Exercise = Reproduce all records exactly.

Provided material =

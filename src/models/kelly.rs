//! Kelly staking and edge arithmetic on decimal odds.
//!
//! `edge = true_prob − 1/odds`; the Kelly fraction is `(b·p − q)/b` with
//! `b = odds − 1`. A fractional-Kelly multiplier reduces variance, and the
//! final stake is capped at `bankroll × max_stake_pct`. Prop and first-half
//! bets are staked at half of full-game Kelly.

/// Edge of a bet at decimal odds: `true_prob − 1/odds`.
pub fn edge(true_prob: f64, odds: f64) -> f64 {
    if odds <= 1.0 {
        return 0.0;
    }
    true_prob - 1.0 / odds
}

/// Raw Kelly fraction of bankroll. Zero when there is no edge.
pub fn kelly_fraction(true_prob: f64, odds: f64) -> f64 {
    debug_assert!((0.0..=1.0).contains(&true_prob), "true_prob out of range");
    if odds <= 1.0 {
        return 0.0;
    }
    let b = odds - 1.0;
    let p = true_prob;
    let q = 1.0 - p;
    let f = (b * p - q) / b;
    f.max(0.0)
}

/// Inputs for sizing a single bet.
#[derive(Debug, Clone, Copy)]
pub struct StakeParams {
    pub bankroll: f64,
    pub kelly_frac: f64,
    pub max_stake_pct: f64,
    /// Optional sport/edge-bucket multiplier (1.0 = none).
    pub multiplier: f64,
    /// Prop and 1H markets are staked at half of full-game Kelly.
    pub half_stake: bool,
}

/// Size a bet: fractional Kelly, bucket multiplier, half-stake rule, then
/// the hard bankroll cap. Non-positive edge stakes zero.
pub fn stake(true_prob: f64, odds: f64, params: &StakeParams) -> f64 {
    let f = kelly_fraction(true_prob, odds);
    if f <= 0.0 {
        return 0.0;
    }
    let mut amount = params.bankroll * params.kelly_frac * f * params.multiplier;
    if params.half_stake {
        amount *= 0.5;
    }
    amount.min(params.bankroll * params.max_stake_pct).max(0.0)
}

/// Stake multiplier by edge bucket: outsized edges are usually stale lines,
/// so they are staked down rather than up.
pub fn edge_bucket_multiplier(edge: f64) -> f64 {
    match edge {
        e if e >= 0.10 => 0.50,
        e if e >= 0.07 => 0.75,
        _ => 1.0,
    }
}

Exercise response =
filename src/models/kelly.rs
//! Kelly staking and edge arithmetic on decimal odds.
//!
//! `edge = true_prob − 1/odds`; the Kelly fraction is `(b·p − q)/b` with
//! `b = odds − 1`. A fractional-Kelly multiplier reduces variance, and the
//! final stake is capped at `bankroll × max_stake_pct`. Prop and first-half
//! bets are staked at half of full-game Kelly.

/// Edge of a bet at decimal odds: `true_prob − 1/odds`.
pub fn edge(true_prob: f64, odds: f64) -> f64 {
    if odds <= 1.0 {
        return 0.0;
    }
    true_prob - 1.0 / odds
}

/// Raw Kelly fraction of bankroll. Zero when there is no edge.
pub fn kelly_fraction(true_prob: f64, odds: f64) -> f64 {
    debug_assert!((0.0..=1.0).contains(&true_prob), "true_prob out of range");
    if odds <= 1.0 {
        return 0.0;
    }
    let b = odds - 1.0;
    let p = true_prob;
    let q = 1.0 - p;
    let f = (b * p - q) / b;
    f.max(0.0)
}

/// Inputs for sizing a single bet.
#[derive(Debug, Clone, Copy)]
pub struct StakeParams {
    pub bankroll: f64,
    pub kelly_frac: f64,
    pub max_stake_pct: f64,
    /// Optional sport/edge-bucket multiplier (1.0 = none).
    pub multiplier: f64,
    /// Prop and 1H markets are staked at half of full-game Kelly.
    pub half_stake: bool,
}

/// Size a bet: fractional Kelly, bucket multiplier, half-stake rule, then
/// the hard bankroll cap. Non-positive edge stakes zero.
pub fn stake(true_prob: f64, odds: f64, params: &StakeParams) -> f64 {
    let f = kelly_fraction(true_prob, odds);
    if f <= 0.0 {
        return 0.0;
    }
    let mut amount = params.bankroll * params.kelly_frac * f * params.multiplier;
    if params.half_stake {
        amount *= 0.5;
    }
    amount.min(params.bankroll * params.max_stake_pct).max(0.0)
}

/// Stake multiplier by edge bucket: outsized edges are usually stale lines,
/// so they are staked down rather than up.
pub fn edge_bucket_multiplier(edge: f64) -> f64 {
    match edge {
        e if e >= 0.10 => 0.50,
        e if e >= 0.07 => 0.75,
        _ => 1.0,
    }
}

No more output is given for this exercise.